They’re forced to spend so much to prove a drug’s safety and effectiveness, they say, that new drugs have to be priced at stratospheric levels.

But, as the Washington Post pointed out in 2015, 9 out of the 10 biggest drug companies spend more on marketing than on research and development (R&D).

Johnson & Johnson shelled out 113% more, for example, for marketing activities than for R&D in 2013. Pfizer spent 73% more on marketing than on R&D. And Novartis dropped 47% more on marketing programs than on R&D.

The only exception in the top ten? Roche. They spent a whopping 3% more on R&D than on marketing in 2013.

Much of this marketing money is paid – directly or indirectly – to doctors. How much? In 2012, drug companies spent 8 times more money marketing to doctors than to consumers.

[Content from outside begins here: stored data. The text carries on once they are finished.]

//! Error taxonomy for the encoder core.
//!
//! Per-request failures (`OutOfRange`, `NoLetters`, `DivisionUndefined`) are
//! returned as values so callers can render a neutral "no result" state.
//! Per-row numeric problems are not errors at all: they are reported as
//! [`crate::entry::ParseSkip`] values and the row is excluded.

use std::fmt;
use std::io;

/// Errors produced by the encoder, library and persistence layers.
#[derive(Debug)]
pub enum EncoderError {
    /// L1 outside `0..=CODE_MAX`.
    OutOfRange { l1: i64 },
    /// The normalized input has no alphabet letters.
    NoLetters,
    /// W = L2C / L1 is undefined for L1 = 0.
    DivisionUndefined,
    /// Filesystem failure while reading or writing a collection.
    Io(io::Error),
    /// Malformed CSV, JSON or snapshot payload.
    Format(String),
    /// Mirroring failed after every retry.
    RemoteSync(String),
    /// A tunable is outside its domain (σ must be finite and positive).
    InvalidConfig(String),
}

impl fmt::Display for EncoderError {
    fn fmt(&self, f: &mut fmt::Formatter<'_>) -> fmt::Result {
        match self {
            EncoderError::OutOfRange { l1 } => {
                write!(f, "L1 = {l1} is out of range (0..=999999)")
            }
            EncoderError::NoLetters => write!(f, "no alphabet letters in input; enter a word"),
            EncoderError::DivisionUndefined => write!(f, "W is undefined for L1 = 0"),
            EncoderError::Io(err) => write!(f, "i/o error: {err}"),
            EncoderError::Format(msg) => write!(f, "format error: {msg}"),
            EncoderError::RemoteSync(msg) => write!(f, "remote sync failed: {msg}"),
            EncoderError::InvalidConfig(msg) => write!(f, "invalid configuration: {msg}"),
        }
    }
}

impl std::error::Error for EncoderError {
    fn source(&self) -> Option<&(dyn std::error::Error + 'static)> {
        match self {
            EncoderError::Io(err) => Some(err),
            _ => None,
        }
    }
}

impl From<io::Error> for EncoderError {
    fn from(err: io::Error) -> Self {
        EncoderError::Io(err)
    }
}

impl From<serde_json::Error> for EncoderError {
    fn from(err: serde_json::Error) -> Self {
        EncoderError::Format(err.to_string())
    }
}

impl From<csv::Error> for EncoderError {
    fn from(err: csv::Error) -> Self {
        EncoderError::Format(err.to_string())
    }
}

impl From<bincode::Error> for EncoderError {
    fn from(err: bincode::Error) -> Self {
        EncoderError::Format(err.to_string())
    }
}

impl EncoderError {
    /// Plain-language status line for end users.
    pub fn user_message(&self) -> &'static str {
        match self {
            EncoderError::OutOfRange { .. } => "No result: code is out of range.",
            EncoderError::NoLetters | EncoderError::DivisionUndefined => {
                "Enter a word to calculate."
            }
            EncoderError::Io(_) | EncoderError::Format(_) => "Could not read or write the library.",
            EncoderError::RemoteSync(_) => "Saved locally; remote mirror is unavailable.",
            EncoderError::InvalidConfig(_) => "Configuration is invalid; check sigma_Z.",
        }
    }
}

/// Crate-wide result alias.
pub type Result<T> = std::result::Result<T, EncoderError>;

And you can’t turn around without seeing a drug company ad on TV or in a magazine.

The 2012 total? An incredible $24 billion to market drugs to doctors.

So the chances are good any doctor you see has been marketed to heavily by drug companies – and that includes doctors treating you or a loved on for cancer.

Plus, a recent study found the industry claim that it costs $2.6 billion to bring a new drug to market is simply wrong. The CEO of GlaxoSmithKline – a major drug manufacturer – called Big Pharma’s cost claims “one of the great myths of the industry.”

The truth is, you’re paying much of the cost of cancer drug development already.

According to Dr. Hagop Kantarjian, of the University of Texas-MD, the average drug company invests about 15 times more into marketing than into basic research.

Instead, Dr. Kantarjian notes, most basic research is funded with taxpayer dollars. And about half of all breakthroughs aren’t made by drug companies. Instead, these breakthroughs happen in university labs.

Dr. Kantarjian points out Big Pharma invests about 20% of its income in marketing and advertising… which only drives the cost of drugs higher.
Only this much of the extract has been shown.